Sucederá en apenas un segundo, el que dure la última de las doce campanadas que esta noche nos anuncie la festividad de San Juan. Y en tan escaso intervalo de tiempo ocurrirá lo increíble. O, cuando menos, así lo creían las generaciones de murcianos que, durante siglos, eligieron entre el interminable catálogo de rituales mágicos cuál practicar para conocer su futuro. Lo de saltar hogueras, hoy tan secundado, apenas puede compararse en originalidad con aquellas remotas ceremonias que desvelaban el nombre del futuro esposo, su ocupación, la suerte en los negocios y hasta la infalible receta de la belleza.

A finales del siglo XIX en la ciudad de Murcia, la tradición de las hogueras de San Juan incluso sufrió un franco retroceso. ‘Las Provincias de Levante’, con fecha 24 de junio de 1891, describía poca animación en las fiestas en honor del santo, «con sus hogueras correspondientes, balcones iluminados a la veneciana y engalanados con banderas y colgaduras».

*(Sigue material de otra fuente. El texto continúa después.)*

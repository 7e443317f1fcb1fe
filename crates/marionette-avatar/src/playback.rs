//! Correlates playback-finished notifications from the avatar worker.

use marionette_observe::{emit_or_warn, EventPayload, EventSink};
use marionette_types::{PlaybackFinishedEvent, PlaybackNotice};
use std::sync::{Arc, Mutex};
use tokio::sync::{broadcast, mpsc};
use tokio::task::JoinHandle;
use tracing::{debug, info};

/// Capacity of the in-process playback broadcast.
const PLAYBACK_BROADCAST_CAPACITY: usize = 64;

/// Drains playback notifications in a background task.
///
/// Notifications are handled in arrival order, which is the order the avatar
/// finished the segments. The sender side is unbounded, so the audio path
/// never waits on this task.
#[derive(Debug)]
pub struct PlaybackCorrelator {
    history: Arc<Mutex<Vec<PlaybackFinishedEvent>>>,
    tx: broadcast::Sender<PlaybackFinishedEvent>,
    task: JoinHandle<()>,
}

impl PlaybackCorrelator {
    /// Starts correlating notices sent by `avatar_identity`.
    ///
    /// Must be called from within a tokio runtime.
    pub fn spawn(
        mut notices: mpsc::UnboundedReceiver<PlaybackNotice>,
        avatar_identity: String,
        room_name: String,
        events: Arc<dyn EventSink>,
    ) -> Self {
        let history = Arc::new(Mutex::new(Vec::new()));
        let (tx, _) = broadcast::channel(PLAYBACK_BROADCAST_CAPACITY);

        let task_history = history.clone();
        let task_tx = tx.clone();
        let task = tokio::spawn(async move {
            while let Some(notice) = notices.recv().await {
                if notice.sender_identity != avatar_identity {
                    debug!(
                        room = %room_name,
                        sender = %notice.sender_identity,
                        "ignoring playback notice from unrelated participant"
                    );
                    continue;
                }

                let event = notice.event;
                task_history
                    .lock()
                    .unwrap_or_else(|e| e.into_inner())
                    .push(event);

                emit_or_warn(
                    events.as_ref(),
                    &room_name,
                    &EventPayload::PlaybackFinished {
                        playback_position: event.position.as_secs_f64(),
                        interrupted: event.interrupted,
                    },
                );
                info!(
                    room = %room_name,
                    playback_position = event.position.as_secs_f64(),
                    interrupted = event.interrupted,
                    "playback_finished"
                );

                let _ = task_tx.send(event);
            }
            debug!(room = %room_name, "playback notification stream ended");
        });

        Self { history, tx, task }
    }

    /// Events correlated after this call, in completion order.
    pub fn subscribe(&self) -> broadcast::Receiver<PlaybackFinishedEvent> {
        self.tx.subscribe()
    }

    /// Every event correlated so far.
    pub fn history(&self) -> Vec<PlaybackFinishedEvent> {
        self.history
            .lock()
            .unwrap_or_else(|e| e.into_inner())
            .clone()
    }

    pub fn stop(&self) {
        self.task.abort();
    }

    pub fn is_stopped(&self) -> bool {
        self.task.is_finished()
    }
}

impl Drop for PlaybackCorrelator {
    fn drop(&mut self) {
        self.task.abort();
    }
}
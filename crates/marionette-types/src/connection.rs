//! Connection payload handed to the avatar dispatcher.

use serde::{Deserialize, Serialize};
use std::fmt;

/// Everything an avatar worker needs to join the agent's room.
///
/// Serialized verbatim as the handshake body. The field names are a wire
/// contract with the dispatcher: `{"room_name", "url", "token"}`.
#[derive(Clone, PartialEq, Eq, Serialize, Deserialize)]
pub struct ConnectionInfo {
    pub room_name: String,
    /// Room server URL.
    #[serde(rename = "url")]
    pub server_url: String,
    /// Join token for the avatar worker.
    pub token: String,
}

impl ConnectionInfo {
    pub fn new(
        room_name: impl Into<String>,
        server_url: impl Into<String>,
        token: impl Into<String>,
    ) -> Self {
        Self {
            room_name: room_name.into(),
            server_url: server_url.into(),
            token: token.into(),
        }
    }
}

impl fmt::Debug for ConnectionInfo {
    fn fmt(&self, f: &mut fmt::Formatter<'_>) -> fmt::Result {
        f.debug_struct("ConnectionInfo")
            .field("room_name", &self.room_name)
            .field("server_url", &self.server_url)
            .field("token", &"[REDACTED]")
            .finish()
    }
}
//! Observability layer for the avatar hand-off.
//!
//! Every step of a hand-off job, every routing fault, and every playback
//! completion reported by the avatar is recorded as a typed event. Sinks are
//! handed to components explicitly; there is no process-wide logger state
//! in this crate beyond `tracing` itself.
//!
//! # Event domains
//!
//! | Domain | Example events |
//! |--------|---------------|
//! | `HANDOFF` | `TOKEN_ISSUED`, `HANDSHAKE_SENT`, `AVATAR_JOINED`, `JOB_TERMINATED` |
//! | `ROUTING` | `AUDIO_ROUTED`, `ROUTER_FAULT` |
//! | `PLAYBACK` | `PLAYBACK_FINISHED` |
//!
//! # Usage
//!
//! ```rust
//! use marionette_observe::{EventLog, EventPayload, EventSink};
//!
//! let log = EventLog::new();
//! log.emit_event(
//!     "demo",
//!     &EventPayload::AvatarJoined {
//!         avatar_identity: "avatar_worker".to_string(),
//!     },
//! )
//! .unwrap();
//! assert_eq!(log.len(), 1);
//! ```

mod error;
mod event;
mod store;

pub use error::ObserveError;
pub use event::{EventDomain, EventPayload, ObservedEvent, ParseEventDomainError};
pub use store::{
    emit_or_warn, EventFilter, EventLog, EventSink, DEFAULT_EVENT_LOG_CAPACITY,
};

#[cfg(test)]
mod tests;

En la misma edición, sin embargo, se advertía de que «no se notó por nuestras calles el número de hogueras que en otros tiempos se encendían [&hellip] ya por ir desapareciendo la costumbre, ya porque no haya trastos viejos que quemar». Era una fiesta en declive. De hecho, los diarios evocarán que de «aquellas verbenas populares, ricas en luz, en colorido y belleza, solo resta ya la carretilla rabiosa y el trueno estridente con que los chiquillos de los barrios molestan».

Entre luces y terremotos

Una década más tarde la situación había empeorado hasta el extremo de que las fiestas se redujeron «a una serenata en la puerta de la iglesia, por la banda que dirige el señor Mirete, y algunos cohetes y tracas». Si es cierto que la situación económica no daba para más, no lo es menos que la imaginación popular, libre de aduana, mantuvo actualizadas numerosas supersticiones para la mágica noche.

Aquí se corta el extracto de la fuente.